Secondary abscesses: Bronchial obstruction (by malignancy/foreign body) leads to distal atelectasis and superinfection. In immunocompromised patients, pathogens such as Aspergillus or Mucorales cause angioinvasion with subsequent necrosis.
Lemierre's syndrome: A specific form caused by Fusobacterium necrophorum - oropharyngeal/tonsillar infection leads to thrombophlebitis of the internal jugular vein with septic emboli to the lungs.
Clinical Features
Symptoms
- Subacute presentation typical - symptoms develop over days to weeks
- Cough - initially non-productive, later productive
- Foul-smelling / putrid sputum - hallmark feature indicating anaerobic infection
- Pleuritic chest pain
- Fever and chills
- Night sweats
- Hemoptysis - can occur, rarely massive
- Weight loss and fatigue (especially chronic cases)
- Dyspnea
Signs
- Fever (high-grade, often >39°C)
- Tachycardia, tachypnea
- Dullness to percussion over involved area
- Bronchial or amphoric breath sounds over the cavity
- Decreased breath sounds, crackles
- Clubbing may be present in chronic cases
- Signs of periodontal disease / poor dentition commonly present
- Altered mental status in high-risk (aspirating) patients
CT Scan Image (Harrison's Fig. 132-1)
Left panel: Early consolidation (black arrow).

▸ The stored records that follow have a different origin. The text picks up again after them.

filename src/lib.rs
//! Session registry and command lifecycle for remote sandboxes.
//!
//! A caller-chosen session id is bound to one ephemeral sandbox hosted by an
//! external service. [`manager::SandboxManager`] owns the binding,
//! [`executor::CommandExecutor`] runs work inside the sandbox, and
//! [`actions::Dispatcher`] turns JSON action requests into JSON envelopes.

pub mod actions;
pub mod client;
pub mod config;
pub mod error;
pub mod executor;
pub mod http_server;
pub mod manager;
pub mod provider;
pub mod reaper;
pub mod records;
pub mod state;

pub use actions::{ActionRequest, Dispatcher};
pub use error::{Result, SandboxError};
pub use manager::{ManagerOptions, SandboxManager};
pub use provider::{normalize_sandbox_id, RemoteSandbox, SandboxProvider};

Right panel: Follow-up CT after treatment showing cavitation with air-fluid level (white arrow), classic for lung abscess.
Diagnosis
Laboratory
- CBC: Leukocytosis with left shift; leukopenia may suggest immunocompromise or overwhelming sepsis
- Elevated ESR, CRP
- Blood cultures (positive in ~15% of cases; more likely in secondary/embolic abscesses)

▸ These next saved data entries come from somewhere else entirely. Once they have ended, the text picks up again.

use crate::{
    config::DEFAULT_REDIRECT_DELAY,
    link::{Alias, HitRequest, LookupRequest, LookupResult},
};
use secrecy::{ExposeSecret, SecretString};
use std::time::Duration;
use tracing::debug;

#[derive(Clone, Copy, Debug, PartialEq, Eq)]
pub enum Phase {
    Loading,
    Idle,
}

/// What the page shows for the current state.
#[derive(Clone, Debug, PartialEq, Eq)]
pub enum Screen {
    Loading,
    Redirect { destination: String },
    NotFound,
    PasswordPrompt { first_attempt: bool },
}

/// A lookup to run, tagged with the sequence number its result must carry back.
#[derive(Debug)]
pub struct Ticket {
    pub sequence: u64,
    pub request: LookupRequest,
}

/// Side effects requested by the state machine. Drivers execute them in order.
#[derive(Debug)]
pub enum Command {
    Lookup(Ticket),
    RecordHit(HitRequest),
    ScheduleRedirect {
        destination: String,
        delay: Duration,
    },
}

#[derive(Debug)]
struct InFlight {
    sequence: u64,
    password: Option<SecretString>,
}

/// State of one alias resolution, from mount to navigation or not-found.
#[derive(Debug)]
pub struct Workflow {
    alias: Alias,
    phase: Phase,
    result: Option<LookupResult>,
    first_attempt: bool,
    sequence: u64,
    in_flight: Option<InFlight>,
    redirect_delay: Duration,
    redirect_armed: bool,
    hit_recorded: bool,
    navigated: bool,
}

impl Workflow {
    #[must_use]
    pub fn new(alias: Alias) -> Self {
        Self {
            alias,
            phase: Phase::Loading,
            result: None,
            first_attempt: true,
            sequence: 0,
            in_flight: None,
            redirect_delay: DEFAULT_REDIRECT_DELAY,
            redirect_armed: false,
            hit_recorded: false,
            navigated: false,
        }
    }

    #[must_use]
    pub fn with_redirect_delay(mut self, delay: Duration) -> Self {
        self.redirect_delay = delay;
        self
    }

    /// Issues the password-less lookup. Only the first call has an effect.
    pub fn start(&mut self) -> Option<Command> {
        if self.sequence != 0 {
            return None;
        }
        Some(self.issue(None))
    }

    /// Resubmits the lookup with a password. A no-op unless the password
    /// prompt is showing and no lookup is pending.
    pub fn submit_password(&mut self, password: SecretString) -> Option<Command> {
        let prompting = self
            .result
            .as_ref()
            .is_some_and(LookupResult::needs_password);
        if self.phase == Phase::Loading || !prompting {
            debug!(alias = %self.alias, phase = ?self.phase, "password submission ignored");
            return None;
        }
        Some(self.issue(Some(password)))
    }

    /// Applies a lookup result. Results for anything but the latest ticket are dropped.
    pub fn complete(&mut self, sequence: u64, result: LookupResult) -> Vec<Command> {
        let in_flight = match self.in_flight.take() {
            Some(in_flight) if in_flight.sequence == sequence => in_flight,
            other => {
                self.in_flight = other;
                debug!(alias = %self.alias, sequence, latest = self.sequence, "stale lookup result dropped");
                return Vec::new();
            }
        };

        self.phase = Phase::Idle;
        let password_supplied = in_flight.password.is_some();
        let mut commands = Vec::new();

        match &result {
            LookupResult::Redirect {
                link_id,
                destination,
            } => {
                match (in_flight.password, link_id) {
                    (Some(password), Some(link_id)) if !self.hit_recorded => {
                        self.hit_recorded = true;
                        commands.push(Command::RecordHit(HitRequest {
                            link_id: *link_id,
                            password,
                        }));
                    }
                    (Some(_), None) => {
                        debug!(alias = %self.alias, "authenticated redirect without link id, hit skipped");
                    }
                    _ => {}
                }
                if !self.redirect_armed {
                    self.redirect_armed = true;
                    commands.push(Command::ScheduleRedirect {
                        destination: destination.clone(),
                        delay: self.redirect_delay,
                    });
                }
            }
            LookupResult::PasswordRequired | LookupResult::PasswordRejected => {
                self.first_attempt = !password_supplied;
            }
            LookupResult::NotFound | LookupResult::TransportError { .. } => {}
        }

        debug!(alias = %self.alias, sequence, screen = ?self.screen_for(&result), "lookup applied");
        self.result = Some(result);
        commands
    }

    /// Records that the redirect scheduler fired.
    pub fn mark_navigated(&mut self) {
        self.navigated = true;
    }

    #[must_use]
    pub fn alias(&self) -> &Alias {
        &self.alias
    }

    #[must_use]
    pub fn phase(&self) -> Phase {
        self.phase
    }

    #[must_use]
    pub fn is_loading(&self) -> bool {
        self.phase == Phase::Loading
    }

    #[must_use]
    pub fn result(&self) -> Option<&LookupResult> {
        self.result.as_ref()
    }

    #[must_use]
    pub fn is_first_attempt(&self) -> bool {
        self.first_attempt
    }

    #[must_use]
    pub fn navigated(&self) -> bool {
        self.navigated
    }

    #[must_use]
    pub fn screen(&self) -> Screen {
        match (&self.phase, &self.result) {
            (Phase::Loading, _) | (Phase::Idle, None) => Screen::Loading,
            (Phase::Idle, Some(result)) => self.screen_for(result),
        }
    }

    /// The screen of the last applied result, kept visible while a
    /// resubmission is loading.
    #[must_use]
    pub fn settled_screen(&self) -> Option<Screen> {
        self.result.as_ref().map(|result| self.screen_for(result))
    }

    #[must_use]
    pub fn redirect_destination(&self) -> Option<&str> {
        self.result.as_ref().and_then(LookupResult::destination)
    }

    /// The error banner shows on every prompt after a rejected password, never on the first.
    #[must_use]
    pub fn shows_rejection_banner(&self) -> bool {
        matches!(
            self.settled_screen(),
            Some(Screen::PasswordPrompt {
                first_attempt: false
            })
        )
    }

    fn screen_for(&self, result: &LookupResult) -> Screen {
        match result {
            LookupResult::Redirect { destination, .. } => Screen::Redirect {
                destination: destination.clone(),
            },
            LookupResult::NotFound | LookupResult::TransportError { .. } => Screen::NotFound,
            LookupResult::PasswordRequired | LookupResult::PasswordRejected => {
                Screen::PasswordPrompt {
                    first_attempt: self.first_attempt,
                }
            }
        }
    }

    fn issue(&mut self, password: Option<SecretString>) -> Command {
        self.sequence += 1;
        self.phase = Phase::Loading;
        let request_password = password
            .as_ref()
            .map(|secret| SecretString::from(secret.expose_secret().to_string()));
        self.in_flight = Some(InFlight {
            sequence: self.sequence,
            password,
        });
        debug!(alias = %self.alias, sequence = self.sequence, with_password = request_password.is_some(), "lookup issued");
        Command::Lookup(Ticket {
            sequence: self.sequence,
            request: LookupRequest::new(self.alias.clone(), request_password),
        })
    }
}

- HIV testing in appropriate patients
- Serum LDH may be elevated
Imaging
- CXR: Thick-walled cavity, often with air-fluid level; predilection for posterior segments of upper lobes and superior segments of lower lobes (gravity-dependent zones in recumbent patients)
- CT chest (preferred): Better defines cavity wall thickness, identifies satellite lesions, distinguishes abscess from empyema, detects endobronchial obstruction. Abscesses have thick irregular walls, surrounded by consolidation. CT is critical for ruling out underlying malignancy.

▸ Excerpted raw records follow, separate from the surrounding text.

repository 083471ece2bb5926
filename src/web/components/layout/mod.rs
//! Layout components shared across routes.

mod app_shell;

pub(crate) use app_shell::AppShell;
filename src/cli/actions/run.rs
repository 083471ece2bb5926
use crate::cli::actions::{resolve, session, Action};
use anyhow::Result;

/// Execute the provided action.
// Single dispatch point for all CLI actions.
/// # Errors
/// Returns an error if the action fails.
pub async fn execute(action: Action) -> Result<()> {
    match action {
        Action::Resolve(args) => resolve::execute(args).await,
        Action::Session(globals) => session::status(globals).await,
        Action::Logout(globals) => session::logout(globals).await,
    }
}
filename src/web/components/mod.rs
//! Shared UI components exported for routes.

pub(crate) mod footer;
pub(crate) mod layout;
pub(crate) mod ui;

pub(crate) use footer::Footer;
pub(crate) use layout::AppShell;
pub(crate) use ui::{Alert, Button, ButtonVariant, Spinner};
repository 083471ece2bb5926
pub mod actions;
pub mod commands;
pub mod dispatch;
pub mod globals;
pub mod telemetry;

mod start;
pub use self::start::start;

- Classic location: Right lower lobe > right upper lobe posterior segment > left lower lobe (gravity-dependent aspiration)
Microbiological Workup
- Sputum Gram stain and culture (including anaerobic cultures, AFB, fungal stains)
- Bronchoscopy with BAL - recommended, especially in: immunocompromised patients, failure to respond to empirical therapy, suspicion of endobronchial obstruction, or need to rule out malignancy
- BAL specimens should be sent for aerobic, anaerobic (if feasible), mycobacterial, fungal, Nocardia cultures
- CT-guided biopsy of cavity wall if malignancy suspected
- Blood cultures x2
- Thoracentesis if pleural effusion/empyema present
Management
Antibiotic Therapy
Empirical therapy for primary lung abscess (aspiration/anaerobes):
Harrison's recommends coverage directed against anaerobes and microaerophilic streptococci:
| Antibiotic | Notes |
|---|
| Amoxicillin-clavulanate (oral) | Good first choice; covers anaerobes + streptococci |
| Clindamycin | Historically the gold standard for anaerobes; IV then oral step-down |
| Beta-lactam/beta-lactamase inhibitor (IV: piperacillin-tazobactam, ampicillin-sulbactam) | For hospitalized patients |
| Metronidazole | NOT used alone - inadequate coverage for microaerophilic streptococci; use in combination |
| Carbapenems (imipenem, meropenem) | Reserve for severely ill or resistant cases |
For secondary abscesses, broaden coverage based on organism (e.g., anti-pseudomonal agents, anti-fungals for mold infections, anti-TB for mycobacteria).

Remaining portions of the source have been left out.